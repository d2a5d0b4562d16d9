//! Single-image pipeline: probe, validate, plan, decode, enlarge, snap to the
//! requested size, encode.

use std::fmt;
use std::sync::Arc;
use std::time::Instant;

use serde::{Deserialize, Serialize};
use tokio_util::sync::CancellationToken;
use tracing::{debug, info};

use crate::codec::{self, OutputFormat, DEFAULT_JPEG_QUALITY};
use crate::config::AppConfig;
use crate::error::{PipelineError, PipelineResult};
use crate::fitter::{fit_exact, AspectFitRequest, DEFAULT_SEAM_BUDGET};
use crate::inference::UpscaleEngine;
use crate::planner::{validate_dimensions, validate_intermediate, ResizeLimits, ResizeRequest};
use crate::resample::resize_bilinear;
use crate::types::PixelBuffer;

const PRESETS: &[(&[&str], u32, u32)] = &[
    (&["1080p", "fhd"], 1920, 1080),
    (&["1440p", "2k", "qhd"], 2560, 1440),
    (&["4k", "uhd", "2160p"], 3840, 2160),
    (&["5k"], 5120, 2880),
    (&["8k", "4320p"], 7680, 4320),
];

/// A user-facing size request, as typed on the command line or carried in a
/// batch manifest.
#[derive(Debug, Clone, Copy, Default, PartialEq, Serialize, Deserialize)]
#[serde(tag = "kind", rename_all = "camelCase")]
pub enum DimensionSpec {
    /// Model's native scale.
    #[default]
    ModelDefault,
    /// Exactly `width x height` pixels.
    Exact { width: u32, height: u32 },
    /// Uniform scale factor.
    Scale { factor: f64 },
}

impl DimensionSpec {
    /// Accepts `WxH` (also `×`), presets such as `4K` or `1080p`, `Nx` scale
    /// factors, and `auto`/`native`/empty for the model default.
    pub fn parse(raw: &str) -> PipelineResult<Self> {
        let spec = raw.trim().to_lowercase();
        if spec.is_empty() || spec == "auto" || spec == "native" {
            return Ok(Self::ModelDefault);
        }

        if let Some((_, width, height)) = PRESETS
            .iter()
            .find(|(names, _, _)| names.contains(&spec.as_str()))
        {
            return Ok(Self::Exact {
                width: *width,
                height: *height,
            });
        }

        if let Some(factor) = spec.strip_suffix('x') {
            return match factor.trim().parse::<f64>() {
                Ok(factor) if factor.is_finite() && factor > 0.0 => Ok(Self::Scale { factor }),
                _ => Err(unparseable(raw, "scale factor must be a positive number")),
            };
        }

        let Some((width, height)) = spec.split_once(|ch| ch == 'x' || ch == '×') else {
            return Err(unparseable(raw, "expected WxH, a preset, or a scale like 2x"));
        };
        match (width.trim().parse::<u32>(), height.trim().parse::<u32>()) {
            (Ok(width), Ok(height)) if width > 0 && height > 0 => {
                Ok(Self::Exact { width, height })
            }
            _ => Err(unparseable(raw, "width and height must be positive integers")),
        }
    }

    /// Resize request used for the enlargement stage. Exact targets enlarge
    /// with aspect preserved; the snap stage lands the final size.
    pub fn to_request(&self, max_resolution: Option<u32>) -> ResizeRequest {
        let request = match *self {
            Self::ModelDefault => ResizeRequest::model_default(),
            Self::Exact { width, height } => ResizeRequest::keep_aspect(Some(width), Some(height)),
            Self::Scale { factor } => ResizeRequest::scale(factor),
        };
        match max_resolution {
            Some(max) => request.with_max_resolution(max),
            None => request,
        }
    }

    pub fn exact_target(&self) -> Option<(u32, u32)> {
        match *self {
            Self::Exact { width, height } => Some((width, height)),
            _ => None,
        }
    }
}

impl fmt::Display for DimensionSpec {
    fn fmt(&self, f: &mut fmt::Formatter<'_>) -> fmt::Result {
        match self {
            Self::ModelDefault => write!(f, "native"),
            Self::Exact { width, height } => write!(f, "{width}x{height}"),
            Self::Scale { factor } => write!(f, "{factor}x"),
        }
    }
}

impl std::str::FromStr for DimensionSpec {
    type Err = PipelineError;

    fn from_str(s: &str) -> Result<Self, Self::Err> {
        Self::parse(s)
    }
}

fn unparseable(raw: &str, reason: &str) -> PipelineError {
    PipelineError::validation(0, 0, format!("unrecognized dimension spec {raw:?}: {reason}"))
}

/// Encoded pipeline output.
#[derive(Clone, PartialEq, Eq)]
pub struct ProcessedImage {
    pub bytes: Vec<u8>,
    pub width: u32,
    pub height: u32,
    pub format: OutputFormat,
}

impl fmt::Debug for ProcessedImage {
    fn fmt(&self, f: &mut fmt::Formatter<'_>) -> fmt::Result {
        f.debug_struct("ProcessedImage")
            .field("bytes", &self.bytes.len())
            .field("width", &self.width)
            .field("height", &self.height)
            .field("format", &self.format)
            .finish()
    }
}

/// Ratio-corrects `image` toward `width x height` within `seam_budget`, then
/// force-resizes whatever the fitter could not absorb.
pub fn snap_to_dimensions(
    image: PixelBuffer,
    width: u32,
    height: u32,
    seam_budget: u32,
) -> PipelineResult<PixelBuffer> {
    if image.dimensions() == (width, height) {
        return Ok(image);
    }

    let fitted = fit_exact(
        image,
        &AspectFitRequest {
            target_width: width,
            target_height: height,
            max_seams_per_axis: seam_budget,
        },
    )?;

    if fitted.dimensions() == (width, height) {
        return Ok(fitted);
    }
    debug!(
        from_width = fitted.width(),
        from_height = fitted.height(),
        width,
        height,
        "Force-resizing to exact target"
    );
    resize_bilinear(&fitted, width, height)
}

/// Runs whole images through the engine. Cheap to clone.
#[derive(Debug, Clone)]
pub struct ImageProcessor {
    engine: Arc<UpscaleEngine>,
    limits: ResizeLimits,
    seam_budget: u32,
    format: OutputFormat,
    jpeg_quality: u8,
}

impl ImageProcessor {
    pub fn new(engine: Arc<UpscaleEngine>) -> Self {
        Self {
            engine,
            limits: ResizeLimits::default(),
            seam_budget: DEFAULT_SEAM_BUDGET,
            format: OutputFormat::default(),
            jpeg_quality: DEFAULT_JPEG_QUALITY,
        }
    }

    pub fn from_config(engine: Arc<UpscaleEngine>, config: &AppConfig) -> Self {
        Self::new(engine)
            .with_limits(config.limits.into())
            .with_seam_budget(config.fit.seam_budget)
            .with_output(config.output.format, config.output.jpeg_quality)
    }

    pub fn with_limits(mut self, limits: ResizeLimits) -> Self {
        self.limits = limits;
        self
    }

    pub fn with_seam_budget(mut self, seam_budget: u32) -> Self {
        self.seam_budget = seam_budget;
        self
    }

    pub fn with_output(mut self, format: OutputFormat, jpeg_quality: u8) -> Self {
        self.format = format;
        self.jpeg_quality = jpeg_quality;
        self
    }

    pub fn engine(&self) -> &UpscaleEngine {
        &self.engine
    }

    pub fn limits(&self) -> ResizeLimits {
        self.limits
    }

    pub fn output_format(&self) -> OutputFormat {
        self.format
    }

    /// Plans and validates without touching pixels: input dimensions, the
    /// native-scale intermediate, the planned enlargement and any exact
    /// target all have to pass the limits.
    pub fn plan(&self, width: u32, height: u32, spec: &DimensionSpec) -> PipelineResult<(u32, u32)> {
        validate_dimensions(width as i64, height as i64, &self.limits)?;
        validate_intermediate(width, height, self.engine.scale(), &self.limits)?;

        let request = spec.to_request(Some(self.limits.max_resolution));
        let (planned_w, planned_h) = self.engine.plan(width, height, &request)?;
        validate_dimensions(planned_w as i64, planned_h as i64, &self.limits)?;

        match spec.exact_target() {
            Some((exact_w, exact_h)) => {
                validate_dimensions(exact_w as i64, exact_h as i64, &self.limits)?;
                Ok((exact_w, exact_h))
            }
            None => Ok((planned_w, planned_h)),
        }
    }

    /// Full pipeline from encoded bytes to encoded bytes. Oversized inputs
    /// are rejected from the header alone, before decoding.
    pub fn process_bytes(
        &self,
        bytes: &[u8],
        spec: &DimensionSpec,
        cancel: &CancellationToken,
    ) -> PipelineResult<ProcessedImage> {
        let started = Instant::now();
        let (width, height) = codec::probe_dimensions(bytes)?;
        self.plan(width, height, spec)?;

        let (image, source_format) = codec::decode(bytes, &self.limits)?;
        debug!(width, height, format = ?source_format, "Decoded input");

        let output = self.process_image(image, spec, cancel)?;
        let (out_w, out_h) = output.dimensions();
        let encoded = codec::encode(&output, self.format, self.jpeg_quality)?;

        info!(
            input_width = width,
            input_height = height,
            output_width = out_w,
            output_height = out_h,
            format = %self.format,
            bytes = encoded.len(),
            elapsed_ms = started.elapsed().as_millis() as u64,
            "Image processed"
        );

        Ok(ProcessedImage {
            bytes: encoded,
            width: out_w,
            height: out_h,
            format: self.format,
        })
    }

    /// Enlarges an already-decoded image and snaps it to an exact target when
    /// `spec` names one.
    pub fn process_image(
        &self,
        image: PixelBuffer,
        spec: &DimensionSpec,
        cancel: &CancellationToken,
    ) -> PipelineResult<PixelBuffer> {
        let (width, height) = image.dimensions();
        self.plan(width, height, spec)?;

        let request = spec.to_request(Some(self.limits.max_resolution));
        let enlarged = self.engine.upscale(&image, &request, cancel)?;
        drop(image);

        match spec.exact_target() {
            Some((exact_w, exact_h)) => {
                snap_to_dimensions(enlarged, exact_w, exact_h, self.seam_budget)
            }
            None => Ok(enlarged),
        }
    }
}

☆ ☆ ☆

TO DO: Reply with one number only: the count of lines in the entries that contain "AppConfig".

ANSWER TO THE EXERCISE: 2